Correlation Between β-cell Function And Insulin Resistance And Microalbuminuria In Type 2 Diabetic Islets

Purpose:We investigated the relationships of pancreatic β-cell function and insulin resistance with microalbuminuria in a cross-sectional study of patients with type 2 diabetes.Methods A total of 524 participants with type 2 diabetes were recruited in this cross-sectional study. All subjects’ height, weight, waist circunlstance, and blood pressure were measured. Venous blood samples were drawn to measure fasting plasma glucose(FPG), fasting lipids, glycated hemoglobin A1C(Hb A1c), fasting C-peptide(FPC). 24h-urine was collected to measure urinary albumin excretion rate(UAER).
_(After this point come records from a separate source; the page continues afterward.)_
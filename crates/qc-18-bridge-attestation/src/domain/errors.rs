//! # Domain Errors
//!
//! Error types for Bridge Attestation.
//!
//! Absent records are not errors: lookups return `Option` and scalar
//! counters read as `0`. Integrity and decode errors indicate store
//! corruption or a protocol mismatch and must unwind the enclosing step.

use thiserror::Error;

/// Key-value store adapter errors.
#[derive(Debug, Clone, PartialEq, Eq, Error)]
pub enum KVStoreError {
    /// I/O error during read/write.
    #[error("KV store I/O error: {message}")]
    IOError {
        /// Adapter message
        message: String,
    },

    /// Data corruption in the store.
    #[error("KV store corruption: {message}")]
    CorruptionError {
        /// Adapter message
        message: String,
    },
}

/// Bridge attestation error types.
#[derive(Debug, Error)]
pub enum AttestationError {
    /// Normalizing an empty or zero-power validator set.
    #[error("cannot build signer set: zero total power")]
    ZeroTotalPower,

    /// Signer set nonce does not advance past the latest stored nonce.
    #[error("Signer set nonce regression: nonce {nonce} <= latest {latest}")]
    NonceRegression {
        /// Rejected nonce
        nonce: u64,
        /// Latest stored nonce
        latest: u64,
    },

    /// Monotonic scalar counter would move backwards.
    #[error("Counter {counter} regression: current {current}, requested {requested}")]
    CounterRegression {
        /// Counter name
        counter: &'static str,
        /// Stored value
        current: u64,
        /// Rejected value
        requested: u64,
    },

    /// Store indices are inconsistent with each other.
    #[error("Integrity violation: {reason}")]
    IntegrityViolation {
        /// What was found inconsistent
        reason: String,
    },

    /// Stored bytes could not be decoded.
    #[error("Failed to decode {what}: {reason}")]
    Decode {
        /// Record being decoded
        what: &'static str,
        /// Codec message
        reason: String,
    },

    /// Value could not be encoded.
    #[error("Failed to encode {what}: {reason}")]
    Encode {
        /// Record being encoded
        what: &'static str,
        /// Codec message
        reason: String,
    },

    /// Outgoing tx discriminator with no registered codec.
    #[error("Unknown outgoing tx kind: 0x{0:02x}")]
    UnknownTxKind(u8),

    /// Malformed store key.
    #[error("Invalid key: {reason}")]
    InvalidKey {
        /// Why the key was rejected
        reason: String,
    },

    /// Ethereum address is not 20 hex-encoded bytes.
    #[error("Invalid ethereum address: {0}")]
    InvalidEthAddress(String),

    /// Contract call invalidation scope does not fit its one-byte length prefix.
    #[error("Invalidation scope too long: {len} bytes (max 255)")]
    ScopeTooLong {
        /// Scope length in bytes
        len: usize,
    },

    /// Invalid configuration.
    #[error("Invalid configuration: {0}")]
    Config(String),

    /// Key-value store failure.
    #[error(transparent)]
    Store(#[from] KVStoreError),
}

impl AttestationError {
    /// Build an integrity violation.
    pub fn integrity(reason: impl Into<String>) -> Self {
        Self::IntegrityViolation {
            reason: reason.into(),
        }
    }

    /// Build a decode error.
    pub fn decode(what: &'static str, reason: impl ToString) -> Self {
        Self::Decode {
            what,
            reason: reason.to_string(),
        }
    }

    /// Build an encode error.
    pub fn encode(what: &'static str, reason: impl ToString) -> Self {
        Self::Encode {
            what,
            reason: reason.to_string(),
        }
    }

    /// Whether the error means the store is corrupt or speaks another protocol.
    pub fn is_fatal(&self) -> bool {
        matches!(
            self,
            Self::IntegrityViolation { .. }
                | Self::Decode { .. }
                | Self::UnknownTxKind(_)
                | Self::InvalidKey { .. }
                | Self::Store(KVStoreError::CorruptionError { .. })
        )
    }
}

/// Result type for attestation operations.
pub type AttestationResult<T> = Result<T, AttestationError>;
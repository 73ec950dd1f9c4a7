//! # Bridge Keeper
//!
//! The service implementing every attestation port.
//!
//! ## Architecture
//!
//! `BridgeKeeper`:
//! 1. Implements `SignerSetStore`, `ConfirmationLedger`, `OutgoingTxQueue`
//!    and `DelegationRegistry` over one `KeyValueStore`
//! 2. Builds signer sets from a `PowerSource`
//! 3. Reports new signer sets and queued transactions on an `EventSink`
//!
//! The keeper holds no state outside the store, so a `StagedStore` makes a
//! whole step atomic.

mod confirmations;
mod delegation;
mod helpers;
mod outgoing;
mod signer_sets;
mod snapshot;

use crate::adapters::{InMemoryKVStore, RecordingEventSink, StaticPowerSource};
use crate::codec::KindRegistry;
use crate::config::AttestationConfig;
use crate::ports::outbound::{EventSink, KeyValueStore, PowerSource};

/// The Bridge Attestation service.
pub struct BridgeKeeper<KV, PS, ES>
where
    KV: KeyValueStore,
    PS: PowerSource,
    ES: EventSink,
{
    /// Key-value store holding the whole attestation keyspace.
    pub(crate) store: KV,
    /// Current validator power.
    pub(crate) power_source: PS,
    /// Event output.
    pub(crate) events: ES,
    /// Outgoing tx payload codecs.
    pub(crate) registry: KindRegistry,
    /// Service configuration.
    pub(crate) config: AttestationConfig,
}

/// Dependencies for BridgeKeeper
pub struct BridgeDependencies<KV, PS, ES> {
    /// Key-value store
    pub store: KV,
    /// Validator power
    pub power_source: PS,
    /// Event output
    pub events: ES,
    /// Outgoing tx codecs
    pub registry: KindRegistry,
}

impl<KV, PS, ES> BridgeKeeper<KV, PS, ES>
where
    KV: KeyValueStore,
    PS: PowerSource,
    ES: EventSink,
{
    /// Create a keeper over the given dependencies.
    pub fn new(deps: BridgeDependencies<KV, PS, ES>, config: AttestationConfig) -> Self {
        Self {
            store: deps.store,
            power_source: deps.power_source,
            events: deps.events,
            registry: deps.registry,
            config,
        }
    }

    /// Service configuration.
    pub fn config(&self) -> &AttestationConfig {
        &self.config
    }

    /// Underlying store.
    pub fn store(&self) -> &KV {
        &self.store
    }

    /// Event sink.
    pub fn events(&self) -> &ES {
        &self.events
    }

    /// Mutable event sink.
    pub fn events_mut(&mut self) -> &mut ES {
        &mut self.events
    }

    /// Power source.
    pub fn power_source_mut(&mut self) -> &mut PS {
        &mut self.power_source
    }

    /// Give back the store, e.g. to commit a staged step.
    pub fn into_store(self) -> KV {
        self.store
    }
}

impl BridgeKeeper<InMemoryKVStore, StaticPowerSource, RecordingEventSink> {
    /// Keeper over an empty in-memory store.
    pub fn new_in_memory(power_source: StaticPowerSource, config: AttestationConfig) -> Self {
        Self::new(
            BridgeDependencies {
                store: InMemoryKVStore::new(),
                power_source,
                events: RecordingEventSink::new(),
                registry: KindRegistry::default(),
            },
            config,
        )
    }
}
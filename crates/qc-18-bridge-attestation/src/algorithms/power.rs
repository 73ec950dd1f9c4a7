//! # Power Normalization
//!
//! Builds a signer set from raw validator power.
//!
//! Each member receives `floor(p * (2^32 - 1) / total)`. The arithmetic is
//! exact unsigned integer math in `u128`, so every node derives the same
//! set. Rounding loses at most one unit per member and the normalized sum
//! never exceeds `u32::MAX`.

use crate::domain::{
    AttestationError, AttestationResult, EthAddress, EthereumSigner, SignerSetTx, ValidatorAddress,
    ValidatorPower,
};

/// Upper bound of the normalized power sum.
pub const MAX_NORMALIZED_POWER: u64 = u32::MAX as u64;

/// Normalize one raw power against the set total.
///
/// `power <= total` must hold; the result then fits in `u32`.
pub fn normalize_power(power: u64, total: u128) -> AttestationResult<u32> {
    if total == 0 {
        return Err(AttestationError::ZeroTotalPower);
    }
    let scaled = u128::from(power) * u128::from(MAX_NORMALIZED_POWER) / total;
    u32::try_from(scaled).map_err(|_| {
        AttestationError::integrity(format!(
            "validator power {} exceeds total power {}",
            power, total
        ))
    })
}

/// Build the signer set for `height`.
///
/// Members keep the order of `powers`. `address_lookup` resolves each
/// validator's foreign address.
pub fn build_signer_set<F>(
    height: u64,
    powers: &[ValidatorPower],
    mut address_lookup: F,
) -> AttestationResult<SignerSetTx>
where
    F: FnMut(&ValidatorAddress) -> AttestationResult<Option<EthAddress>>,
{
    let total: u128 = powers.iter().map(|vp| u128::from(vp.power)).sum();
    if total == 0 {
        return Err(AttestationError::ZeroTotalPower);
    }

    let mut members = Vec::with_capacity(powers.len());
    for vp in powers {
        members.push(EthereumSigner {
            ethereum_address: address_lookup(&vp.validator)?,
            power: normalize_power(vp.power, total)?,
        });
    }

    Ok(SignerSetTx::new(height, height, members))
}
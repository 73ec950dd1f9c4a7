//! # RocksDB Storage Adapter
//!
//! Persistent `KeyValueStore` for the attestation keyspace.
//!
//! RocksDB's default comparator orders keys bytewise, which is exactly the
//! order every scan in this crate relies on.

use crate::domain::errors::KVStoreError;
use crate::domain::keys::KeyRange;
use crate::ports::outbound::{BatchOperation, KeyValueStore, ScanOrder, ScanResult};
use parking_lot::RwLock;
use rocksdb::{Direction, IteratorMode, Options, WriteBatch, WriteOptions, DB};
use serde::{Deserialize, Serialize};
use std::path::Path;
use std::sync::Arc;

/// RocksDB configuration.
#[derive(Debug, Clone, PartialEq, Eq, Serialize, Deserialize)]
pub struct RocksDbConfig {
    /// Path to the database directory
    pub path: String,
    /// Block cache size in bytes (default: 64MB)
    pub block_cache_size: usize,
    /// Write buffer size in bytes (default: 32MB)
    pub write_buffer_size: usize,
    /// Enable fsync after each write (default: true for durability)
    pub sync_writes: bool,
}

impl Default for RocksDbConfig {
    fn default() -> Self {
        Self {
            path: "./data/bridge-attestation".to_string(),
            block_cache_size: 64 * 1024 * 1024,
            write_buffer_size: 32 * 1024 * 1024,
            sync_writes: true,
        }
    }
}

impl RocksDbConfig {
    /// Create config for testing (smaller buffers, no sync)
    pub fn for_testing(path: impl Into<String>) -> Self {
        Self {
            path: path.into(),
            block_cache_size: 8 * 1024 * 1024,
            write_buffer_size: 4 * 1024 * 1024,
            sync_writes: false,
        }
    }
}

/// RocksDB-backed key-value store.
pub struct RocksDbStore {
    db: Arc<RwLock<DB>>,
    config: RocksDbConfig,
}

fn io_error(op: &str, e: rocksdb::Error) -> KVStoreError {
    KVStoreError::IOError {
        message: format!("RocksDB {} failed: {}", op, e),
    }
}

impl RocksDbStore {
    /// Open or create a database.
    pub fn open(config: RocksDbConfig) -> Result<Self, KVStoreError> {
        let mut opts = Options::default();
        opts.create_if_missing(true);
        opts.set_write_buffer_size(config.write_buffer_size);
        opts.set_compression_type(rocksdb::DBCompressionType::Snappy);

        let mut block_opts = rocksdb::BlockBasedOptions::default();
        block_opts.set_bloom_filter(10.0, false);
        block_opts.set_block_cache(&rocksdb::Cache::new_lru_cache(config.block_cache_size));
        opts.set_block_based_table_factory(&block_opts);

        let db = DB::open(&opts, &config.path).map_err(|e| KVStoreError::IOError {
            message: format!("Failed to open RocksDB: {}", e),
        })?;
        tracing::info!("[qc-18] opened RocksDB store at {}", config.path);

        Ok(Self {
            db: Arc::new(RwLock::new(db)),
            config,
        })
    }

    /// Open with default tuning at `path`.
    pub fn open_default(path: impl AsRef<Path>) -> Result<Self, KVStoreError> {
        Self::open(RocksDbConfig {
            path: path.as_ref().to_string_lossy().to_string(),
            ..Default::default()
        })
    }

    fn write_options(&self) -> WriteOptions {
        let mut write_opts = WriteOptions::default();
        write_opts.set_sync(self.config.sync_writes);
        write_opts
    }
}

impl KeyValueStore for RocksDbStore {
    fn get(&self, key: &[u8]) -> Result<Option<Vec<u8>>, KVStoreError> {
        self.db.read().get(key).map_err(|e| io_error("get", e))
    }

    fn put(&mut self, key: &[u8], value: &[u8]) -> Result<(), KVStoreError> {
        let write_opts = self.write_options();
        self.db
            .write()
            .put_opt(key, value, &write_opts)
            .map_err(|e| io_error("put", e))
    }

    fn delete(&mut self, key: &[u8]) -> Result<(), KVStoreError> {
        let write_opts = self.write_options();
        self.db
            .write()
            .delete_opt(key, &write_opts)
            .map_err(|e| io_error("delete", e))
    }

    fn atomic_batch_write(&mut self, operations: Vec<BatchOperation>) -> Result<(), KVStoreError> {
        let mut batch = WriteBatch::default();
        for op in operations {
            match op {
                BatchOperation::Put { key, value } => batch.put(&key, &value),
                BatchOperation::Delete { key } => batch.delete(&key),
            }
        }
        let write_opts = self.write_options();
        self.db
            .write()
            .write_opt(batch, &write_opts)
            .map_err(|e| io_error("batch write", e))
    }

    fn exists(&self, key: &[u8]) -> Result<bool, KVStoreError> {
        self.db
            .read()
            .get_pinned(key)
            .map(|v| v.is_some())
            .map_err(|e| io_error("exists check", e))
    }

    fn range_scan(&self, range: &KeyRange, order: ScanOrder) -> Result<ScanResult, KVStoreError> {
        if range.is_empty() {
            return Ok(Vec::new());
        }
        let db = self.db.read();
        let mode = match (order, &range.start, &range.end) {
            (ScanOrder::Ascending, Some(start), _) => IteratorMode::From(start, Direction::Forward),
            (ScanOrder::Ascending, None, _) => IteratorMode::Start,
            (ScanOrder::Descending, _, Some(end)) => IteratorMode::From(end, Direction::Reverse),
            (ScanOrder::Descending, _, None) => IteratorMode::End,
        };

        let mut results = Vec::new();
        for item in db.iterator(mode) {
            let (key, value) = item.map_err(|e| io_error("scan", e))?;
            if range.contains(&key) {
                results.push((key.to_vec(), value.to_vec()));
                continue;
            }
            // Reverse seek lands on the exclusive end itself
            let before_start = range.start.as_deref().is_some_and(|s| &key[..] < s);
            let past_end = range.end.as_deref().is_some_and(|e| &key[..] >= e);
            match order {
                ScanOrder::Ascending if past_end => break,
                ScanOrder::Descending if before_start => break,
                _ => continue,
            }
        }
        Ok(results)
    }
}
//! # Algorithms Module
//!
//! Deterministic signer set derivation.

pub mod power;

pub use power::{build_signer_set, normalize_power, MAX_NORMALIZED_POWER};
Homeostasis model assessment of pancreatic β-cell function(HOMA-B) and insulin resistance(HOMA-IR) were estimated using fasting plasma C-peptide. According to HOMA-B quartile, the subjects were divided into four groups, including q1 ~ q4. According to HOMA-IR, the subjects were also divided into four groups, including Q1 ~ Q4. We assessed the crude associations across quartiles of these data with demographic and clinical parameters using a nonparametric test for trend across ordered groups(nptrend using Stata software). Multivariable logistic regression analysis was performed to assess the relationships of pancreatic β-cell function and insulin resistance with microalbuminuria in patients with type 2 diabetes.Results Trend test showed that UAER gradually reduced with increase of HOMA-B(P = 0.035). With HOMA-IR increasing, UAER gradually increased(P = 0.016). Multivariable logistic regression analysis showed that subjects with the highest quartile of HOMA-B had lower possibility of microalbuminuria than patients with the lowest quartile of HOMA-B(Adjusted OR q 4 vs. q 1 = 0.45, 95% CI 0.23-0.85, P = 0.015). Subjects with the highest quartile of HOMA-IR had higher risk of microalbuminuria than those with the lowest quartile of HOMA-IR(Adjusted OR Q 4 vs. Q 1 = 1.85, 95% CI 1.01-3.42, P = 0.048).Conclusion Insulin resistance may be an independent risk factor of microalbuminuria in patients with type 2 diabetes, while better pancreatic β-cell function may be an independent protective factor of microalbuminuria for those patients.